- _Problem statement_: Copy out every line of the records in which "Returns" can be found.

- _Records to process_:
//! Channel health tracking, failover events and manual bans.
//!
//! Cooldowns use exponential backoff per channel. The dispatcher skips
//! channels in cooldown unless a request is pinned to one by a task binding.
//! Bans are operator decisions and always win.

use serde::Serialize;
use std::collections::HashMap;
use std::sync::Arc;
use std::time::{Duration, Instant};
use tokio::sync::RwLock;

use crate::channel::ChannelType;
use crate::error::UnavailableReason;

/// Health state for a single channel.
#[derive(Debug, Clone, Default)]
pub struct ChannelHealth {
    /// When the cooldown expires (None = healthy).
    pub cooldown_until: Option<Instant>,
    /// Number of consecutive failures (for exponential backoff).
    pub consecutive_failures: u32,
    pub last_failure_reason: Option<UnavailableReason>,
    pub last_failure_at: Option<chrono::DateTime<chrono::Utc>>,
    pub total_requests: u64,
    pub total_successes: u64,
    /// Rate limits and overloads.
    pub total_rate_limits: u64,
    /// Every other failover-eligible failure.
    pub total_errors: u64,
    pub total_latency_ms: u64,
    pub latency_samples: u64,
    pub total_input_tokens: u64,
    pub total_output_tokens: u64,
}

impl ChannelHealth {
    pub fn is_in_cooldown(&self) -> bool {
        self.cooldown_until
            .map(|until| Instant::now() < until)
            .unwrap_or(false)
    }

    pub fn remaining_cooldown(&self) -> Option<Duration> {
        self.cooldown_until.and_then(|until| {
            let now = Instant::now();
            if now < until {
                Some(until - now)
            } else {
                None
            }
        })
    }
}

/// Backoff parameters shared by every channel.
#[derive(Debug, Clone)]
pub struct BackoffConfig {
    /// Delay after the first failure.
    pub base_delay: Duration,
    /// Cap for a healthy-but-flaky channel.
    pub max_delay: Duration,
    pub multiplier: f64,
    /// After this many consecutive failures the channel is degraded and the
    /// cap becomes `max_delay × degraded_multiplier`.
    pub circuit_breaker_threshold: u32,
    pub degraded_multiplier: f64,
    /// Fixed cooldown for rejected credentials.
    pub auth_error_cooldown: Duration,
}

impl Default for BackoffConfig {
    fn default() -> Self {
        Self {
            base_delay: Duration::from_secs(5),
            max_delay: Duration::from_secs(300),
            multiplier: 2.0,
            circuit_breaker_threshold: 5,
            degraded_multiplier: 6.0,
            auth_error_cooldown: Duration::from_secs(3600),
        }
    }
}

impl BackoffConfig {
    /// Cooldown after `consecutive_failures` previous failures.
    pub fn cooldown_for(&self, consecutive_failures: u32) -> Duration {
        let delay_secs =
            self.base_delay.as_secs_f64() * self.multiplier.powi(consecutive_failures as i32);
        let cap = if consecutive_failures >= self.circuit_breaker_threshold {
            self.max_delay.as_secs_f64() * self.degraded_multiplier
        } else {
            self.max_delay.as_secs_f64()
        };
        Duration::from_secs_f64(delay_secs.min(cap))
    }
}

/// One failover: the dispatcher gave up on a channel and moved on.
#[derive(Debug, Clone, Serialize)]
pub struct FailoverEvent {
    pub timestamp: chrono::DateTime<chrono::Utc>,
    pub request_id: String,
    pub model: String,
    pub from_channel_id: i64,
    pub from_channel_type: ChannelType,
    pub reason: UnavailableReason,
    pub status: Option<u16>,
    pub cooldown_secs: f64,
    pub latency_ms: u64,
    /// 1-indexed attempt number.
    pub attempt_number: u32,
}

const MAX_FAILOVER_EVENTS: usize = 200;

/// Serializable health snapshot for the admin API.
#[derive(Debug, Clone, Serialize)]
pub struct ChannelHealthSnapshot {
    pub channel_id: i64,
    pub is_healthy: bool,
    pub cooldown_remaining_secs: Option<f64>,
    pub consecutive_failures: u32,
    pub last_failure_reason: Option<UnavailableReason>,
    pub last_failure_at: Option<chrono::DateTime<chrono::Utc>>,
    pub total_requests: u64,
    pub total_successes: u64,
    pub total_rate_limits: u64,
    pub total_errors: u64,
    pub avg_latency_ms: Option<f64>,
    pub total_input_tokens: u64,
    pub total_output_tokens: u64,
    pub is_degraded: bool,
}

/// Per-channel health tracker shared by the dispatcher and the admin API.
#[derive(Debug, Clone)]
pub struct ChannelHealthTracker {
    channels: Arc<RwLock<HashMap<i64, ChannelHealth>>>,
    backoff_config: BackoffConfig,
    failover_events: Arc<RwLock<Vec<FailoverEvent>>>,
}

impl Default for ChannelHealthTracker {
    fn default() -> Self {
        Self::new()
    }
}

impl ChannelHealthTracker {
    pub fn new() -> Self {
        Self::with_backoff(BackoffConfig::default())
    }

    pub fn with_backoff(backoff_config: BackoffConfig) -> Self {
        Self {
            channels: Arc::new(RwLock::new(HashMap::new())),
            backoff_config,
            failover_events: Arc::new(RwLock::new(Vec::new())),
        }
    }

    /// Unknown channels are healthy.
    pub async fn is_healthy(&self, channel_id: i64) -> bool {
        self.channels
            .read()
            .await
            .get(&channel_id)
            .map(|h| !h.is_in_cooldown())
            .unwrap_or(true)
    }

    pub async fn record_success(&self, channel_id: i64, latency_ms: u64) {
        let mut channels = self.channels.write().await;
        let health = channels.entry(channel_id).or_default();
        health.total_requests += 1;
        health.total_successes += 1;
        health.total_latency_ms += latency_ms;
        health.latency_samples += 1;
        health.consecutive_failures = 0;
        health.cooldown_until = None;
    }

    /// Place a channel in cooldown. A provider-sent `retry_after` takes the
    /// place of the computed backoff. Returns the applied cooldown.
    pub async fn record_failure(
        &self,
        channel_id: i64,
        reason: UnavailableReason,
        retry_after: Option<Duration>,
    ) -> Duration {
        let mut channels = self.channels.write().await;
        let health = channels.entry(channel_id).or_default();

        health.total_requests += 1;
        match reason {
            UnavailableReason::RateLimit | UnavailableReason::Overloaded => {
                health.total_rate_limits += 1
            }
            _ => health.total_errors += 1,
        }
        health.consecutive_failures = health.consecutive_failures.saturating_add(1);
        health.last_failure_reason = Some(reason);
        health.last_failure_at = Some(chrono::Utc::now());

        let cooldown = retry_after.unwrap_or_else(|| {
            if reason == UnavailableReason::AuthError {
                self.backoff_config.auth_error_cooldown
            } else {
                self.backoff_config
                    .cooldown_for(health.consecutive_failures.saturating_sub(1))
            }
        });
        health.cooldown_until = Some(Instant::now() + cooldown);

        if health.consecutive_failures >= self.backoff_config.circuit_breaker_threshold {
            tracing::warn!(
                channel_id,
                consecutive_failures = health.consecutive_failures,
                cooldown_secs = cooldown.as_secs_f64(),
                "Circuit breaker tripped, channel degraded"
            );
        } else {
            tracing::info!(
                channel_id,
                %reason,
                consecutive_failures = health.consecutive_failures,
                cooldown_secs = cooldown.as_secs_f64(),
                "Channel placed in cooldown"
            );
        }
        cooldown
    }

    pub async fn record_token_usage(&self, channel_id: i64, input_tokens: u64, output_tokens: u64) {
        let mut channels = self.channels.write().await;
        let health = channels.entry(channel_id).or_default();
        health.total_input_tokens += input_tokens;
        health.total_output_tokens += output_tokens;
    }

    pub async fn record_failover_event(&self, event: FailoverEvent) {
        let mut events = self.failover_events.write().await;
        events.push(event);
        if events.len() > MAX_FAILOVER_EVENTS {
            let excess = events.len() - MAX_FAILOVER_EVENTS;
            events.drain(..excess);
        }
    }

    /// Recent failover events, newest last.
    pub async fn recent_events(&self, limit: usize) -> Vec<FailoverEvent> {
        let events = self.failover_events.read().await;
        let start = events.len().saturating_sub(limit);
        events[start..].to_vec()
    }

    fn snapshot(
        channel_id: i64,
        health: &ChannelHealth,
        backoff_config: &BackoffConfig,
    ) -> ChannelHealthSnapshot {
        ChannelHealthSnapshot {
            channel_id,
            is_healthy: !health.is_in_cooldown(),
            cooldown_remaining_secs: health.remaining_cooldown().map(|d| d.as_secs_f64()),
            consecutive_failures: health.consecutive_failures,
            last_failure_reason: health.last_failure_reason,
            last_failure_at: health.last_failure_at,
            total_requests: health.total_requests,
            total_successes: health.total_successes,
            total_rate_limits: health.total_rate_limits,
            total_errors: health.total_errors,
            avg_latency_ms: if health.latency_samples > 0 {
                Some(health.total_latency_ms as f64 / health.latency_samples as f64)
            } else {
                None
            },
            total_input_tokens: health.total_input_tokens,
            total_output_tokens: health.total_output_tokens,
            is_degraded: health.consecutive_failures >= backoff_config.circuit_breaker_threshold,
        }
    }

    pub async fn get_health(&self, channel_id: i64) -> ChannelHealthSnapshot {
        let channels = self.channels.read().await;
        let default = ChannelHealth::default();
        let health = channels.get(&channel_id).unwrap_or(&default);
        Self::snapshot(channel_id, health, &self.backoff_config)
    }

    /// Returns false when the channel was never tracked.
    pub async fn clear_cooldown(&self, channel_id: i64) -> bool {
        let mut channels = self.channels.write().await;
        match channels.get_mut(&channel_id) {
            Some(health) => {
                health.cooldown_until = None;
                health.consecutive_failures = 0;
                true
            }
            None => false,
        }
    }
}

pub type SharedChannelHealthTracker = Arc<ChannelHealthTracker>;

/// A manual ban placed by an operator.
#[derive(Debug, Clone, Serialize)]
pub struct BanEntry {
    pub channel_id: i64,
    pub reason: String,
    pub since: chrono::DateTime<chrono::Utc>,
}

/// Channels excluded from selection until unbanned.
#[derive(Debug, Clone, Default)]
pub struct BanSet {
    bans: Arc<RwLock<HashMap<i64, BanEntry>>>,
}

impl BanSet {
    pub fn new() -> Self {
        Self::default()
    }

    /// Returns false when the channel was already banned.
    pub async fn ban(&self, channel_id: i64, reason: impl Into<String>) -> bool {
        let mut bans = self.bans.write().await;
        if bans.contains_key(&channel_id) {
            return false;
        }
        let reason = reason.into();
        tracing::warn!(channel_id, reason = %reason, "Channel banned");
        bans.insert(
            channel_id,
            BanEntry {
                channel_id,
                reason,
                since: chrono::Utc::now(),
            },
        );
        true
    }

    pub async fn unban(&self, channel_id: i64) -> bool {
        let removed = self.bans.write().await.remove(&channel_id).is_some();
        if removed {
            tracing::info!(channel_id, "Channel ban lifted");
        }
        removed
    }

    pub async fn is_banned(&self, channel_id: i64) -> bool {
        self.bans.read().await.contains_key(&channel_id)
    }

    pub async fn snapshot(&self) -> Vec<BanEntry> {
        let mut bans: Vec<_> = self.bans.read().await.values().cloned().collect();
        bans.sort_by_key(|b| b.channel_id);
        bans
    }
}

---

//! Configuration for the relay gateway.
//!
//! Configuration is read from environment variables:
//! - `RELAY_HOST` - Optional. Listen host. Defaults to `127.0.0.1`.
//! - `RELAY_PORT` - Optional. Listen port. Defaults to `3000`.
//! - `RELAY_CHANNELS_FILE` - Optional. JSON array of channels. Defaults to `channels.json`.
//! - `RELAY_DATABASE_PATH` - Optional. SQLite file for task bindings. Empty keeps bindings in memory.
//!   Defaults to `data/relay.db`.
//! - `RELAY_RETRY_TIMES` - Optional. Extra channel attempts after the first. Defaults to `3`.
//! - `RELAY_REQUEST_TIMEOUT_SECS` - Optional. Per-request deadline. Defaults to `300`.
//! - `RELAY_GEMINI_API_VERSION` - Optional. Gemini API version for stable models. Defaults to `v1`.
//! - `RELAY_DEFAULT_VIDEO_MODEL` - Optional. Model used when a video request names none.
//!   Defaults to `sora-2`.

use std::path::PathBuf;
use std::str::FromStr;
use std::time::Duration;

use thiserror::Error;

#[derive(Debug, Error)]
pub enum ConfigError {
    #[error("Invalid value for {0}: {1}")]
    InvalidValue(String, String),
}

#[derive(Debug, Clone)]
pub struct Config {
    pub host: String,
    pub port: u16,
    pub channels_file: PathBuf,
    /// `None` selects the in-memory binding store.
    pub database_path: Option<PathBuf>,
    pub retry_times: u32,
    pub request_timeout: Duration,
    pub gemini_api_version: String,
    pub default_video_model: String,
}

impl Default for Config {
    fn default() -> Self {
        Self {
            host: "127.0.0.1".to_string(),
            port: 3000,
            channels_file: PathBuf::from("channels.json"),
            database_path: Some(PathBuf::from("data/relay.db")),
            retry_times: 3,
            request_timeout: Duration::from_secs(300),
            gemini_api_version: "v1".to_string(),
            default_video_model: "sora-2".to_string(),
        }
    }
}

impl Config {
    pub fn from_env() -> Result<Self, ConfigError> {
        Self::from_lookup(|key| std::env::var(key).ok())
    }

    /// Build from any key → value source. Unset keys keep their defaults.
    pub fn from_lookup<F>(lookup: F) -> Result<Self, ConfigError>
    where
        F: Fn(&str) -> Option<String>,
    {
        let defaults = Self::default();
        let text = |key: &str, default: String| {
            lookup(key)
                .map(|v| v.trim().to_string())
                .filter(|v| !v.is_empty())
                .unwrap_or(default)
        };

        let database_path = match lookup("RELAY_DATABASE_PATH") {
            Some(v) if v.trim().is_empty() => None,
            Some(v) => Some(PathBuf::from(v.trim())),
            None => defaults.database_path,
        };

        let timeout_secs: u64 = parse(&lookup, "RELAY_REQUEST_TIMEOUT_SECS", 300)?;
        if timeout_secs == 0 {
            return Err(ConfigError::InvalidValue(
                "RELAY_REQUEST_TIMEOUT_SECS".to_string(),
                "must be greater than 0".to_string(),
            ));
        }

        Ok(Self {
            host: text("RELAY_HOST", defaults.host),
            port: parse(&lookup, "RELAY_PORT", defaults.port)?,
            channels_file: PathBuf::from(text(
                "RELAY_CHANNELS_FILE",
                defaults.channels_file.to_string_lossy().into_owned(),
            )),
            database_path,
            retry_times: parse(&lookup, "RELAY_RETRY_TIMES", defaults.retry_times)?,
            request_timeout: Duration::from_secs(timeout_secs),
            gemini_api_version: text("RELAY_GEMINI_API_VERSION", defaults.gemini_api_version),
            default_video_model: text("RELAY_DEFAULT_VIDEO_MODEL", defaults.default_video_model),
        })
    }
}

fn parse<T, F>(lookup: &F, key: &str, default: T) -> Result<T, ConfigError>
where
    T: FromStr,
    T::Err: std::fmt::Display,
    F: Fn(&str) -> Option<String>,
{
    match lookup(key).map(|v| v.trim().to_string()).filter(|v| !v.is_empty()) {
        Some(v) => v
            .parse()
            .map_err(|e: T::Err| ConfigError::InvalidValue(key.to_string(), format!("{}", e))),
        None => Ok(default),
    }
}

...

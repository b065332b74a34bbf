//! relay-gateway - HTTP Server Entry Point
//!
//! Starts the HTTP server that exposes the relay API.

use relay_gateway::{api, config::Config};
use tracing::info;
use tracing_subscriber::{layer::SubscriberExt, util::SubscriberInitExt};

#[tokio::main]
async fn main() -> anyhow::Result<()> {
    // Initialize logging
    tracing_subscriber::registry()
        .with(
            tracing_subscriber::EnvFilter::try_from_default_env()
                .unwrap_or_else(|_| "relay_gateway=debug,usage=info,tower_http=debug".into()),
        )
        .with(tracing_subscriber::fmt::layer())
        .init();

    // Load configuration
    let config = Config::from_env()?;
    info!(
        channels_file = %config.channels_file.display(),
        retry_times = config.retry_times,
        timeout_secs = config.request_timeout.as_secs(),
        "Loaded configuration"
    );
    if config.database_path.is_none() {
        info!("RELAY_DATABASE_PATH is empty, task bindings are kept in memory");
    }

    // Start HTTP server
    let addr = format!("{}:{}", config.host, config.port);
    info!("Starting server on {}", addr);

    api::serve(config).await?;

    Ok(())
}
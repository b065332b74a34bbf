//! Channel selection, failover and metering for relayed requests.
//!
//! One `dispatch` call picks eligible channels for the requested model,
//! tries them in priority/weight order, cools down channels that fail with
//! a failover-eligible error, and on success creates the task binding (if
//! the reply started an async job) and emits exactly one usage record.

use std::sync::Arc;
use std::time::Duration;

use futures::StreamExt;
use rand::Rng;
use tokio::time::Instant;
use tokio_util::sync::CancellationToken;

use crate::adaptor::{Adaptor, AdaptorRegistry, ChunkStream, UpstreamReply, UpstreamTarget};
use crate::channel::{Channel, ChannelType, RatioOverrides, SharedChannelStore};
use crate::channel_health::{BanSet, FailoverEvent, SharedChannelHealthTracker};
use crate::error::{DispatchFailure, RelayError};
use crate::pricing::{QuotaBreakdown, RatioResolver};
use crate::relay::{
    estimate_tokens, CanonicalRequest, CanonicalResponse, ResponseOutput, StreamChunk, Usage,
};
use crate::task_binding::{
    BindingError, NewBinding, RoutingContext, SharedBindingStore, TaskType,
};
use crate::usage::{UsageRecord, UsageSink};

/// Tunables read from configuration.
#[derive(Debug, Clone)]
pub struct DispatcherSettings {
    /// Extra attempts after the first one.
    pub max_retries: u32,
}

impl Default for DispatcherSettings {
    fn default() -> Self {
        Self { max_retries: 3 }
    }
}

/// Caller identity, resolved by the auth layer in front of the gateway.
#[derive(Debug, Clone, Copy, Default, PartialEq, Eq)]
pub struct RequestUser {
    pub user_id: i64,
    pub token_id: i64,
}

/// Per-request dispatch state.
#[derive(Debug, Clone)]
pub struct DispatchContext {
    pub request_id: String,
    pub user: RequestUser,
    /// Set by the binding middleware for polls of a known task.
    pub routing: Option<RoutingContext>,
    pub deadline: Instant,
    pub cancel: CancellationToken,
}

- _Response to the exercise_:
    /// place of the computed backoff. Returns the applied cooldown.
    /// Returns false when the channel was never tracked.
    /// Returns false when the channel was already banned.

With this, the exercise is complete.